The coulomb barrier energy is 480keV according to my NE Text, or 211 kEv in CM

http://iopscience.iop.org.libproxy.mst. ... hPage=true

...

I see your badly done page, and cite a real article on the subject of fusion.
http://iopscience.iop.org.libproxy.mst. ... hPage=true
You will have to screen-print and re-post what you want us to look at. You appear to have the luxury of sitting behind a fully paid-up subscription service, as your links give us a login screen, whereas us mortals have to try to figure stuff out for ourselves and use critical thinking to guide us.

So let us use critical thinking (or is 'education' these days only about some spoon-feeding?).
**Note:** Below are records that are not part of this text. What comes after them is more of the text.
//! HTML output: the table body ready to be mounted, or a whole `<table>`.

use crate::config::HtmlConfig;
use crate::models::{CellContent, RenderedTable, TableDescriptor};
use crate::utils::formatting::html_escape;

fn class_attr(class: &str) -> String {
    if class.is_empty() {
        String::new()
    } else {
        format!(r#" class="{}""#, html_escape(class))
    }
}

/// Complete `<table>` with a header row describing each column's binding.
pub fn render_table(table: &TableDescriptor, rendered: &RenderedTable, cfg: &HtmlConfig) -> String {
    let start00 = table
        .start00
        .as_deref()
        .map(|s| format!(r#" data-start00="{}""#, html_escape(s)))
        .unwrap_or_default();

    let mut out = format!("<table{start00}>\n<thead>\n<tr>\n");
    for column in &table.columns {
        let field = column
            .field_name
            .as_deref()
            .map(|f| format!(r#" data-field-name="{}""#, html_escape(f)))
            .unwrap_or_default();
        out.push_str(&format!(
            "<th{class}{field} data-field-type=\"{ty}\">{title}</th>\n",
            class = class_attr(&column.style_class),
            ty = column.field_type.as_str(),
            title = html_escape(&column.header()),
        ));
    }
    out.push_str("</tr>\n</thead>\n");
    out.push_str(&render_tbody(rendered, cfg));
    out.push_str("</table>\n");
    out
}

/// `<tbody>` with one `<tr>` per rendered row.
pub fn render_tbody(rendered: &RenderedTable, cfg: &HtmlConfig) -> String {
    let mut out = String::from("<tbody>\n");
    for row in &rendered.rows {
        let key = row
            .key
            .as_ref()
            .map(|k| format!(r#" data-row-key="{}""#, html_escape(k.as_str())))
            .unwrap_or_default();
        out.push_str(&format!("<tr{key}>"));
        for cell in &row.cells {
            out.push_str(&format!(
                "<td{}>{}</td>",
                class_attr(&cell.class),
                render_content(&cell.content, cfg)
            ));
        }
        out.push_str("</tr>\n");
    }
    out.push_str("</tbody>\n");
    out
}

fn render_content(content: &CellContent, cfg: &HtmlConfig) -> String {
    match content {
        CellContent::Text { text } => html_escape(text),
        CellContent::RowNumber { number } => format!("{number}."),
        CellContent::EditAction { handler, target_id } => {
            let handler = handler
                .as_deref()
                .map(|h| format!(r#" data-handler="{}""#, html_escape(h)))
                .unwrap_or_default();
            format!(
                r#"<i{class}{handler} data-row-id="{id}"></i>"#,
                class = class_attr(&cfg.edit_class),
                id = html_escape(target_id),
            )
        }
        CellContent::Changed {
            original,
            annotations,
        } => {
            let mut html = format!(
                "<div{}>{}</div>",
                class_attr(&cfg.overridden_class),
                render_content(original, cfg)
            );
            for a in annotations {
                html.push_str(&format!(
                    r##"<div{value_class}>{value}<a href="#"{delete_class} data-change-id="{id}">{marker}</a></div>"##,
                    value_class = class_attr(&cfg.change_value_class),
                    value = html_escape(&a.value),
                    delete_class = class_attr(&cfg.delete_class),
                    id = a.change_id,
                    marker = html_escape(&cfg.delete_marker),
                ));
                html.push_str(&format!(
                    "<div{}>{}</div>",
                    class_attr(&cfg.change_user_class),
                    html_escape(&a.user_id)
                ));
                if let Some(note) = &a.note {
                    html.push_str(&format!(
                        "<div{}>{}</div>",
                        class_attr(&cfg.change_note_class),
                        html_escape(note)
                    ));
                }
            }
            html
        }
    }
}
The equation for electrostatics is F=Q1.Q2/[4.pi.eo.r^2]. If we integrate, wrt r, from infinity to some distance r for two unit charges we get E=~2E-28J.m, or 1.5E-9eV.m. So for a potential of 40MeV this would imply a distance of 1.5E-9/40E6 = 0.04 fm, which appears to be smaller than that quoted for the diameter of nucleii. Whereas your figure of 480 keV implies a distance to the potential peak of 3 fm, which seems more in order.

So I am happy to anticipate adjusting my understanding of this, subject to the answer to a few more points, and withdraw my statement, as you quoted above, on hold pending correction and to establish if I have been mislead by such texts as I linked to....

However, this calculation of the Coulomb barrier cannot be the whole picture, or even half of it, because if we look at the fusion cross-section of DT then it peaks as 64 keV ,and the cross-section keeps going on downwards from there on to 480 keV and beyond. This is similar for DD which peaks around 1.1 MeV. Further, the cross-section for pp isn't the same as that of DD and DT, so what we are looking at is a wholly dissimilar set of 'responses' of unit charges in the range close to the nucleus, and it doesn't seem to be the case that there is some unique point at which the Coulomb barrier is overcome, as per the nugget of the point in this thread.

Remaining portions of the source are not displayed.